とにかく、自分に他人には言えない秘密があるとして、言えないからこそ言いたくなるのが人の性というものだろう。王様の耳はロバの耳なのである。それでも、どうしても・どうしても言えない場合、偽名によるフィクション小説を披露するという事が、僕の場合は救いになった。
ああ、本当にネット時代に生きていてよかった。
僕の執筆活動は、主に休前日に行うことにしている。
休日には、家族の元に顔を出したり・友人に会ったり・婚約者とデートしたり、普通の休日の予定があるからだ。
ついでにいえば、僕の書く物は小さな物語が連なった一本のシリーズのみで、複数の別の話を書いているわけではない。元々、創作活動目的ではないので、それほど長い執筆時間を必要としないのだ。加えて、実際のところは創作ですらないので、本当のオリジナルを書く作家さんほど頭を悩ます必要もなかった。
僕が考えるべき事は、物語らしくみえるような起承転結をつけることと、前知識なしの読み手さんにも理解出来るように言葉を選ぶことぐらいだ。まあ、そこが難しいのだけれど。
そうやって今夜も僕はパソコンの前で、辞書とネットの検索機能を頼りに、説明が説明臭くならないように、難解な事柄が難解にならないように、言葉選びに苦心している。
『華奢な白い手の中には、瑪瑙のような朱色の勾玉が───彼はそれを掲げ、厳かに唄うように呼び掛けた。
「ちはやふる 桂の宮に 奉る
我が道通じ 疾く来たれ
あかほむら あかしのみおの あかしにて
あかあかしくも みいずるほむら」
勾玉から巨大な炎が立ち上がったように、彼らには見えた。
それは跳ね上がったかと思うと、たちまち獣の───夜目にも朱い三つの尾を持つ狐の姿を成していた。』
一旦キーボードを打つ手を止め、今打ち込んだ文を改めて読む。
「これで判るかなぁ?」
知っている事を曲げ過ぎたくはない。けれども、あまりに装飾華美にしたくもないので、いつもその辺の匙加減で悩む。言葉数は、多過ぎず・少な過ぎず……。
僕自身の拘り故に、短い文章を何度も読み返し、これでいいのかどうかをウンウンと考えていると、音量を小さく絞ったメールの着信音が鳴った。
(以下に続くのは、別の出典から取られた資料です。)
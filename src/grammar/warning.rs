use super::{FormatError, HeaderReader, HeaderWriter, ParseError, ParseErrorKind, ReadValue, WriteValue};
use crate::data::Warning;
use crate::matches;

impl ReadValue for Warning {
    /// warning-value = warn-code SP warn-agent SP warn-text [SP warn-date]
    fn read_value(reader: &mut HeaderReader<'_>) -> Result<Option<Self>, ParseError> {
        reader.skip_spaces();
        if reader.is_end() || reader.peek() == Some(b',') {
            return Ok(None);
        }

        let Some(code) = reader.read_digits() else {
            return Err(reader.unexpected());
        };
        let code = match code.parse::<u16>() {
            Ok(parsed) if code.len() == 3 => parsed,
            _ => return Err(reader.error(ParseErrorKind::InvalidNumber)),
        };

        if !reader.skip_spaces() {
            return Err(reader.unexpected());
        }
        let agent = reader.read_while(|b| !matches::is_space(b) && b != b',' && b != b'"');
        if agent.is_empty() {
            return Err(reader.unexpected());
        }

        reader.skip_spaces();
        let text = reader.read_quoted_string()?;

        reader.skip_spaces();
        let date = if reader.peek() == Some(b'"') {
            let date = reader.read_quoted_string()?;
            match httpdate::parse_http_date(&date) {
                Ok(date) => Some(date),
                Err(_) => return Err(reader.error(ParseErrorKind::InvalidDate)),
            }
        } else {
            None
        };

        let mut warning = Warning::new(code, agent, text);
        warning.date = date;
        Ok(Some(warning))
    }

    fn can_add(&self, _: &[Self]) -> bool {
        true
    }
}

impl WriteValue for Warning {
    fn write_value(&self, writer: &mut HeaderWriter) -> Result<(), FormatError> {
        if self.agent.is_empty() {
            return Err(FormatError::EmptyName);
        }
        writer
            .append_number(self.code.into())
            .append_char(' ')
            .append(&self.agent)
            .append_char(' ')
            .append_quoted_string(&self.text);
        if let Some(date) = self.date {
            writer.append(" \"").append_date(date)?.append_char('"');
        }
        Ok(())
    }
}
use super::{FormatError, HeaderReader, HeaderWriter, ParseError, ReadValue, WriteValue};
use crate::data::Tag;
use crate::log::warning;

impl ReadValue for Tag {
    /// Malformed tags are dropped, the rest of the list is still read.
    fn read_value(reader: &mut HeaderReader<'_>) -> Result<Option<Self>, ParseError> {
        let Some(raw) = reader.read_raw_value() else {
            return Ok(None);
        };
        let tag = Tag::parse(raw);
        if tag.is_none() {
            warning!("dropping malformed entity tag: {raw:?}");
        }
        Ok(tag)
    }
}

impl WriteValue for Tag {
    fn write_value(&self, writer: &mut HeaderWriter) -> Result<(), FormatError> {
        if self.is_all() {
            writer.append_char('*');
            return Ok(());
        }
        if self.is_weak() {
            writer.append("W/");
        }
        writer.append_quoted_string(self.opaque());
        Ok(())
    }
}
スマホの方のメールであれば、仕事かプライベートの着信なので、もっと明確に気付くように設定している。遠慮がちなこの音は、現在パソコン上で開いているウェブサイトに届いたメールの音だ。つまり、数少ない読者からのお便りである。
思考がちょっと迷宮入りしかけていた僕は、気分転換を兼ねてすぐにメールを読みに行った。
『新作読みました。もうワクワクです。ヴァンパイアって、どんな作品の中でも金髪碧眼ですよね。何か参考資料ってあるんですか?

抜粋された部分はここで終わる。